Figure 2: Quartz oscillator

　　There are two ways to adjust the capacitor according to the speed of the electronic clock: if the clock is too fast, capacitor C can be connected in parallel at both ends of the quartz crystal, as shown in Figure 4. At this time, the total capacitance of the system increases, the oscillation frequency becomes lower, and the clock is slower. If the clock is too slow, capacitor C can be connected in series in the crystal branch. As shown in Figure 5. At this time, the total capacitance of the system decreases, the oscillation frequency becomes higher, and the clock speed increases. As long as you patiently repeat the test, you can adjust the accuracy of the clock. Therefore, the crystal oscillator can be used as a clock signal generator.

　　With the development of television technology, color TVs recently use 500kHz or 503kHz crystal oscillators as the oscillation source of the horizontal and vertical circuits.
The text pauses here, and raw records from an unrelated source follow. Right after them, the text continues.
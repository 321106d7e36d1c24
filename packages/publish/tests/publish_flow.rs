use dve_model::{sha256_hex, Environment, OverlayArtifact, CONFIG_SCRIPT_ID, RUNTIME_SCRIPT_ID};
use dve_publish::{
    BasicPreflight, FsSnapshotService, NoopSnapshots, PreflightRequest, ProjectFiles, PublishError,
    PublishRequest, Publisher, RollbackRequest,
};
use dve_store::{OverlayStore, SessionStartRequest, StyleEditRequest};
use std::fs;
use std::sync::Arc;
use tempfile::TempDir;

const PAGE: &str = r#"<html><head><title>Home</title></head><body><h1 id="hero">Hi</h1></body></html>"#;

struct Site {
    _dir: TempDir,
    files: ProjectFiles,
}

fn site(pages: &[(i64, &str, &str)]) -> Site {
    let dir = tempfile::tempdir().unwrap();
    let files = ProjectFiles::new(dir.path(), "Uploads");
    for (project_id, page, html) in pages {
        let root = files.project_root(*project_id);
        fs::create_dir_all(&root).unwrap();
        fs::write(root.join(page), html).unwrap();
    }
    Site { _dir: dir, files }
}

fn publisher(site: &Site) -> Publisher {
    Publisher::new(site.files.clone(), Arc::new(BasicPreflight::new()), Arc::new(NoopSnapshots))
}

fn style(store: &mut OverlayStore, project_id: i64, value: &str) {
    store
        .set_style(
            &StyleEditRequest {
                project_id,
                selector: Some("#hero".into()),
                property: "color".into(),
                value: value.into(),
                ..Default::default()
            },
            Some("editor"),
        )
        .unwrap();
}

fn publish(publisher: &Publisher, store: &mut OverlayStore, project_id: i64) -> i64 {
    publisher
        .publish(
            store,
            &PublishRequest {
                project_id,
                ..Default::default()
            },
            Some("editor"),
        )
        .unwrap()
        .revision_id
}

#[test]
fn test_publish_builds_attaches_and_goes_live() {
    let site = site(&[(1, "index.html", PAGE)]);
    let publisher = Publisher::new(
        site.files.clone(),
        Arc::new(BasicPreflight::new()),
        Arc::new(FsSnapshotService::new(site.files.clone())),
    );
    let mut store = OverlayStore::memory();
    let session = store
        .session_start(&SessionStartRequest { project_id: 1, page_path: None }, None)
        .unwrap();
    style(&mut store, 1, "red");

    let receipt = publisher
        .publish(&mut store, &PublishRequest { project_id: 1, ..Default::default() }, Some("editor"))
        .unwrap();
    assert!(receipt.preflight.safe);
    assert_eq!(receipt.draft_revision_id, session.revision.id);
    assert_ne!(receipt.revision_id, session.revision.id);

    let file = site.files.artifact_file(1, receipt.revision_id);
    let bytes = fs::read(&file).unwrap();
    assert_eq!(receipt.checksum, sha256_hex(&bytes));
    let artifact: OverlayArtifact = serde_json::from_slice(&bytes).unwrap();
    assert_eq!(artifact.revision_id, receipt.revision_id);
    assert_eq!(artifact.rules.len(), 1);
    assert_eq!(artifact.rules[0].selector, "#hero");
    assert_eq!(artifact.rules[0].value, "red");

    let html = site.files.read_page(1, "index.html").unwrap().unwrap();
    assert!(html.contains(RUNTIME_SCRIPT_ID));
    assert!(html.contains(CONFIG_SCRIPT_ID));
    assert!(html.contains(&receipt.artifact_path));

    let tables = store.tables();
    assert_eq!(tables.config(1).unwrap().live_revision_id, Some(receipt.revision_id));
    assert_eq!(tables.latest_draft(1, "index.html").map(|r| r.id), Some(session.revision.id));
    let live = tables.revision(receipt.revision_id).unwrap();
    assert!(live.is_published());
    assert_eq!(live.base_snapshot_id, receipt.snapshot_id);
    assert!(receipt.snapshot_id.is_some());
    assert_eq!(tables.artifacts_for(receipt.revision_id).len(), 1);
    assert!(tables.audit_entries(1, 50).iter().any(|e| e.action == "publish"));
}

#[test]
fn test_draft_edits_after_publish_leave_live_untouched() {
    let site = site(&[(1, "index.html", PAGE)]);
    let publisher = publisher(&site);
    let mut store = OverlayStore::memory();
    style(&mut store, 1, "red");
    let live = publish(&publisher, &mut store, 1);

    style(&mut store, 1, "blue");
    let live_rules = store.tables().rules_for(live);
    assert_eq!(live_rules.len(), 1);
    assert_eq!(live_rules[0].value, "red");
}

#[test]
fn test_unsafe_page_blocks_publish_without_writes() {
    let site = site(&[(1, "index.html", "<p>no body here</p>")]);
    let publisher = publisher(&site);
    let mut store = OverlayStore::memory();

    let err = publisher
        .publish(&mut store, &PublishRequest { project_id: 1, ..Default::default() }, None)
        .unwrap_err();
    let outcome = match err {
        PublishError::PreflightBlocked(outcome) => outcome,
        other => panic!("expected preflight block, got {other:?}"),
    };
    assert!(!outcome.safe);
    assert!(!outcome.blockers.is_empty());
    assert!(store.tables().published_revisions(1).is_empty());
    assert!(store.tables().revisions.is_empty());

    let receipt = publisher
        .publish(
            &mut store,
            &PublishRequest { project_id: 1, override_risk: true, ..Default::default() },
            None,
        )
        .unwrap();
    assert!(!receipt.preflight.safe);
    let html = site.files.read_page(1, "index.html").unwrap().unwrap();
    assert!(html.starts_with("<p>no body here</p><script"));
}

#[test]
fn test_unknown_project_is_not_found() {
    let site = site(&[]);
    let publisher = publisher(&site);
    let mut store = OverlayStore::memory();
    let err = publisher
        .publish(&mut store, &PublishRequest { project_id: 7, ..Default::default() }, None)
        .unwrap_err();
    assert_eq!(err.to_string(), "Project not found.");
    assert!(publisher
        .preflight(&store, &PreflightRequest { project_id: 7, page_path: None })
        .is_err());
}

#[test]
fn test_preflight_reports_overlay_diagnostics() {
    let site = site(&[(1, "index.html", PAGE)]);
    let publisher = publisher(&site);
    let mut store = OverlayStore::memory();
    store
        .set_style(
            &StyleEditRequest {
                project_id: 1,
                element_key: Some("orphan".into()),
                property: "margin".into(),
                value: "0".into(),
                ..Default::default()
            },
            None,
        )
        .unwrap();

    let outcome = publisher
        .preflight(&store, &PreflightRequest { project_id: 1, page_path: None })
        .unwrap();
    assert!(outcome.safe);
    assert_eq!(outcome.dve_diagnostics.unresolved_elements, 1);
    assert!(outcome
        .warnings
        .contains(&"Overlay unresolved mapped elements: 1.".to_string()));
}

#[test]
fn test_republish_keeps_one_runtime_tag() {
    let site = site(&[(1, "index.html", PAGE)]);
    let publisher = publisher(&site);
    let mut store = OverlayStore::memory();
    style(&mut store, 1, "red");
    publish(&publisher, &mut store, 1);
    let second = publish(&publisher, &mut store, 1);

    let html = site.files.read_page(1, "index.html").unwrap().unwrap();
    assert_eq!(html.matches(&format!("id=\"{}\"", RUNTIME_SCRIPT_ID)).count(), 1);
    assert_eq!(html.matches(&format!("id=\"{}\"", CONFIG_SCRIPT_ID)).count(), 1);
    assert!(html.contains(&site.files.artifact_web_path(1, second)));
}

#[test]
fn test_rollback_walks_back_through_published_revisions() {
    let site = site(&[(1, "index.html", PAGE)]);
    let publisher = publisher(&site);
    let mut store = OverlayStore::memory();
    style(&mut store, 1, "red");
    let r1 = publish(&publisher, &mut store, 1);
    let r2 = publish(&publisher, &mut store, 1);
    let _r3 = publish(&publisher, &mut store, 1);

    let auto = RollbackRequest { project_id: 1, ..Default::default() };
    let first = publisher.rollback(&mut store, &auto, Some("editor")).unwrap();
    assert_eq!(first.revision_id, r2);
    assert_eq!(store.tables().config(1).unwrap().live_revision_id, Some(r2));
    let html = site.files.read_page(1, "index.html").unwrap().unwrap();
    assert!(html.contains(&first.artifact_path));

    let second = publisher.rollback(&mut store, &auto, None).unwrap();
    assert_eq!(second.revision_id, r1);

    let err = publisher.rollback(&mut store, &auto, None).unwrap_err();
    assert!(matches!(err, PublishError::NoRollbackTarget));
    assert!(store.tables().audit_entries(1, 50).iter().any(|e| e.action == "rollback"));
}

#[test]
fn test_rollback_rejects_revision_from_other_project() {
    let site = site(&[(1, "index.html", PAGE), (2, "index.html", PAGE)]);
    let publisher = publisher(&site);
    let mut store = OverlayStore::memory();
    style(&mut store, 2, "red");
    let other = publish(&publisher, &mut store, 2);

    let err = publisher
        .rollback(
            &mut store,
            &RollbackRequest { project_id: 1, revision_id: Some(other), ..Default::default() },
            None,
        )
        .unwrap_err();
    assert_eq!(err.to_string(), "Revision not found.");
}

#[test]
fn test_load_page_per_environment() {
    let site = site(&[(1, "index.html", PAGE)]);
    let publisher = publisher(&site);
    let mut store = OverlayStore::memory();
    style(&mut store, 1, "red");
    let live = publish(&publisher, &mut store, 1);
    style(&mut store, 1, "blue");

    let page = publisher.load_page(&store, 1, None, Environment::Live).unwrap();
    assert_eq!(page.revision_id, Some(live));
    assert_eq!(page.preview_url, "/Uploads/1/index.html");
    assert_eq!(page.overlay.unwrap().rules[0].value, "red");

    let draft = publisher.load_page(&store, 1, Some("/index.html"), Environment::Draft).unwrap();
    assert_eq!(draft.overlay.unwrap().rules[0].value, "blue");

    let missing = publisher.load_page(&store, 1, Some("nope.html"), Environment::Draft);
    assert_eq!(missing.unwrap_err().to_string(), "Page not found.");
}
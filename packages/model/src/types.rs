//! Closed vocabularies used by overlay rows.
//!
//! Requests carry these as loose strings. `parse_or_default` trims and
//! lowercases, maps an empty value to the default variant and rejects
//! anything unknown.

use crate::error::{ModelError, ModelResult};
use serde::{Deserialize, Serialize};
use std::fmt;
use std::str::FromStr;

pub type ProjectId = i64;
pub type RevisionId = i64;

macro_rules! string_enum {
    (
        $(#[$meta:meta])*
        $name:ident ($kind:literal, default = $default:ident) {
            $($variant:ident => $text:literal),+ $(,)?
        }
    ) => {
        $(#[$meta])*
        #[derive(Debug, Clone, Copy, PartialEq, Eq, Hash, PartialOrd, Ord, Serialize, Deserialize)]
        pub enum $name {
            $(
                #[serde(rename = $text)]
                $variant,
            )+
        }

        impl $name {
            pub const ALL: &'static [$name] = &[$($name::$variant),+];

            pub fn as_str(&self) -> &'static str {
                match self {
                    $($name::$variant => $text,)+
                }
            }

            /// Lenient parse for request fields: blank means the default.
            pub fn parse_or_default(raw: Option<&str>) -> ModelResult<Self> {
                match raw.map(str::trim) {
                    None | Some("") => Ok($name::$default),
                    Some(value) => value.parse(),
                }
            }
        }

        impl Default for $name {
            fn default() -> Self {
                $name::$default
            }
        }

        impl FromStr for $name {
            type Err = ModelError;

            fn from_str(s: &str) -> Result<Self, Self::Err> {
                match s.trim().to_ascii_lowercase().as_str() {
                    $($text => Ok($name::$variant),)+
                    other => Err(ModelError::unknown($kind, other)),
                }
            }
        }

        impl fmt::Display for $name {
            fn fmt(&self, f: &mut fmt::Formatter<'_>) -> fmt::Result {
                f.write_str(self.as_str())
            }
        }
    };
}

string_enum! {
    /// Deployment environment a revision belongs to
    Environment ("environment", default = Draft) {
        Draft => "draft",
        Staging => "staging",
        Live => "live",
    }
}

string_enum! {
    RevisionStatus ("revision status", default = Draft) {
        Draft => "draft",
        Published => "published",
    }
}

string_enum! {
    /// Viewport bucket a style rule targets
    Breakpoint ("breakpoint", default = Desktop) {
        Desktop => "desktop",
        Tablet => "tablet",
        Mobile => "mobile",
    }
}

string_enum! {
    /// Interaction state a style rule targets
    InteractionState ("state", default = Base) {
        Base => "base",
        Hover => "hover",
        Focus => "focus",
        Active => "active",
    }
}

string_enum! {
    TextMode ("text mode", default = Plain) {
        Plain => "plain",
        Html => "html",
    }
}

string_enum! {
    /// Where a section instance lands relative to its target
    InsertMode ("insert mode", default = After) {
        Before => "before",
        After => "after",
        InsideStart => "inside-start",
        InsideEnd => "inside-end",
    }
}

string_enum! {
    ActionType ("action type", default = Navigate) {
        Navigate => "navigate",
        Workflow => "workflow",
        Hybrid => "hybrid",
    }
}

string_enum! {
    /// DOM event that fires an action binding. `Auto` picks by element tag.
    TriggerEvent ("trigger event", default = Auto) {
        Auto => "auto",
        Click => "click",
        Submit => "submit",
    }
}

impl Breakpoint {
    /// Media query wrapping rules for this breakpoint; desktop is unwrapped.
    pub fn media_query(&self) -> Option<&'static str> {
        match self {
            Breakpoint::Desktop => None,
            Breakpoint::Tablet => Some("(min-width: 768px) and (max-width: 1024px)"),
            Breakpoint::Mobile => Some("(max-width: 767px)"),
        }
    }
}

impl InteractionState {
    pub fn pseudo_class(&self) -> &'static str {
        match self {
            InteractionState::Base => "",
            InteractionState::Hover => ":hover",
            InteractionState::Focus => ":focus",
            InteractionState::Active => ":active",
        }
    }
}

impl ActionType {
    pub fn navigates(&self) -> bool {
        matches!(self, ActionType::Navigate | ActionType::Hybrid)
    }

    pub fn runs_workflow(&self) -> bool {
        matches!(self, ActionType::Workflow | ActionType::Hybrid)
    }
}

impl TriggerEvent {
    /// Concrete DOM event type for an element with the given tag name
    pub fn event_type_for(&self, tag: &str) -> &'static str {
        match self {
            TriggerEvent::Click => "click",
            TriggerEvent::Submit => "submit",
            TriggerEvent::Auto if tag.eq_ignore_ascii_case("form") => "submit",
            TriggerEvent::Auto => "click",
        }
    }
}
After 1/3 division, the horizontal frequency is 15625Hz, which greatly improves its stability and reliability. In addition, the crystal oscillator is cheap and easy to replace.

　　Summarize

　　Quartz crystal oscillators are miniaturized, thinned and sliced ​​to meet the requirements of portable products such as mobile phones, which are light, thin and short. In communication system products, the value of quartz crystal oscillators has been more widely reflected and has also been developed more rapidly. Many high-performance quartz crystal oscillators are mainly used in communication networks, wireless data transmission, high-speed digital data transmission, etc.